Charting return multiples over time

Last week I blogged about the return multiples for our Fund I and how they perfectly illustrate just how much the power law drives VC return.

Alex Norman from AngelList asked how these return multiples have changed over time and what insights could be won from that data. It was a great question and I went back and crunched our data for the past 6 years. While we adjust valuation on a quarterly basis, I took the June 30 values for each year (since June 30 2019 is the latest data we have).

After crunching the data, I quickly realized that tracking 20 portfolio multiples over 7 years creates a very noisy chart. So I picked three portfolio companies because they are pretty exemplary of developments we often see in start-ups.

Portfolio co’ 1

Portfolio company 1 is THE outlier in Fund I – a 48x return multiple. But what is really interesting to see is that the team worked really hard for over three years (including pivoting the product once) before getting any real traction that was reflected in the valuation of the company.

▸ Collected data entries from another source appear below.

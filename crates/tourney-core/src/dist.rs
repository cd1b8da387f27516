//! Distribution sampling primitives over a [`RandomSource`].
//!
//! The selection policy only needs Gaussian draws; the gamma sampler is a
//! standalone primitive kept off the posterior path so a future posterior
//! family can reuse the same uniform stream.

use std::f64::consts::{E, TAU};

use crate::rng::RandomSource;

/// Smallest uniform fed into `ln`; keeps Box–Muller finite when the
/// generator lands on an exact zero.
const UNIFORM_FLOOR: f64 = 1e-12;

/// One standard-normal draw via the Box–Muller transform.
///
/// Consumes exactly two uniforms from the source.
pub fn standard_normal(rng: &mut RandomSource) -> f64 {
    let u1 = rng.next_uniform().max(UNIFORM_FLOOR);
    let u2 = rng.next_uniform();
    (-2.0 * u1.ln()).sqrt() * (TAU * u2).cos()
}

/// One draw from `N(mean, std_dev^2)`.
///
/// Consumes exactly two uniforms from the source.
pub fn normal(rng: &mut RandomSource, mean: f64, std_dev: f64) -> f64 {
    std_dev.mul_add(standard_normal(rng), mean)
}

/// One draw from `Gamma(shape, scale)`.
///
/// Dispatches on shape: exponential inversion at `shape == 1`,
/// Ahrens–Dieter rejection below 1, Marsaglia–Tsang squeeze at and above 1.
/// Shape and scale must be finite and positive.
pub fn gamma(rng: &mut RandomSource, shape: f64, scale: f64) -> f64 {
    debug_assert!(shape.is_finite() && shape > 0.0, "gamma shape must be > 0");
    debug_assert!(scale.is_finite() && scale > 0.0, "gamma scale must be > 0");

    #[allow(clippy::float_cmp)]
    let sample = if shape == 1.0 {
        exponential_unit(rng)
    } else if shape < 1.0 {
        gamma_ahrens_dieter(rng, shape)
    } else {
        gamma_marsaglia_tsang(rng, shape)
    };

    sample * scale
}

/// Unit-rate exponential via inversion.
fn exponential_unit(rng: &mut RandomSource) -> f64 {
    -rng.next_uniform().max(UNIFORM_FLOOR).ln()
}

/// Ahrens–Dieter rejection sampler for `shape < 1`.
fn gamma_ahrens_dieter(rng: &mut RandomSource, shape: f64) -> f64 {
    let b = (E + shape) / E;
    loop {
        let p = b * rng.next_uniform();
        if p <= 1.0 {
            let x = p.powf(1.0 / shape);
            if rng.next_uniform() <= (-x).exp() {
                return x;
            }
        } else {
            let x = -((b - p) / shape).max(UNIFORM_FLOOR).ln();
            if rng.next_uniform() <= x.powf(shape - 1.0) {
                return x;
            }
        }
    }
}

/// Marsaglia–Tsang squeeze sampler for `shape >= 1`.
fn gamma_marsaglia_tsang(rng: &mut RandomSource, shape: f64) -> f64 {
    let d = shape - 1.0 / 3.0;
    let c = 1.0 / (9.0 * d).sqrt();
    loop {
        let x = standard_normal(rng);
        let v = c.mul_add(x, 1.0).powi(3);
        if v <= 0.0 {
            continue;
        }
        let u = rng.next_uniform().max(UNIFORM_FLOOR);
        // Squeeze check first; the log check only runs on the rare miss.
        if u < 1.0 - 0.0331 * x.powi(4) {
            return d * v;
        }
        if u.ln() < 0.5f64.mul_add(x.powi(2), d * (1.0 - v + v.ln())) {
            return d * v;
        }
    }
}

/// Clamp a value into `[0, 1]`, mapping non-finite inputs to 0.
#[must_use]
pub fn clip_unit(value: f64) -> f64 {
    if !value.is_finite() {
        return 0.0;
    }
    value.clamp(0.0, 1.0)
}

There are many examples of start-ups where the founders don’t give up, pushing hard until they finally figured out something magically or until the market is ready for their product. Roblox (unfortunately, not a portfolio company of ours) is the most recent and prominent example. The company released its first product in 2005, but it was only until a few years ago that customers really caught on and the company’s valuation went through the roof. So never believe the overnight success story!

Portfolio co’ 3

Portfolio company 3 had the opposite trajectory: quick traction and valuation increase, only to lose steam with the valuation going to 0 after a few years. I have written about the risk of scaling too fast, too soon and that’s exactly what happened here: the company was able to raise a lot of capital quickly because they were in a perceived hot category and had great initial traction. But when you scale the organization without having real product-market fit, it is really hard to recover.

Portfolio co’ 2

Portfolio company 2 has been building value pretty consistently over time – no big jump up, no big setback. As much as founders and investors would love to see such consistent growth, it unfortunately rarely happens. Start-ups can be real roller coasters, with paths that go in both directions as seen with the other two portfolio companies.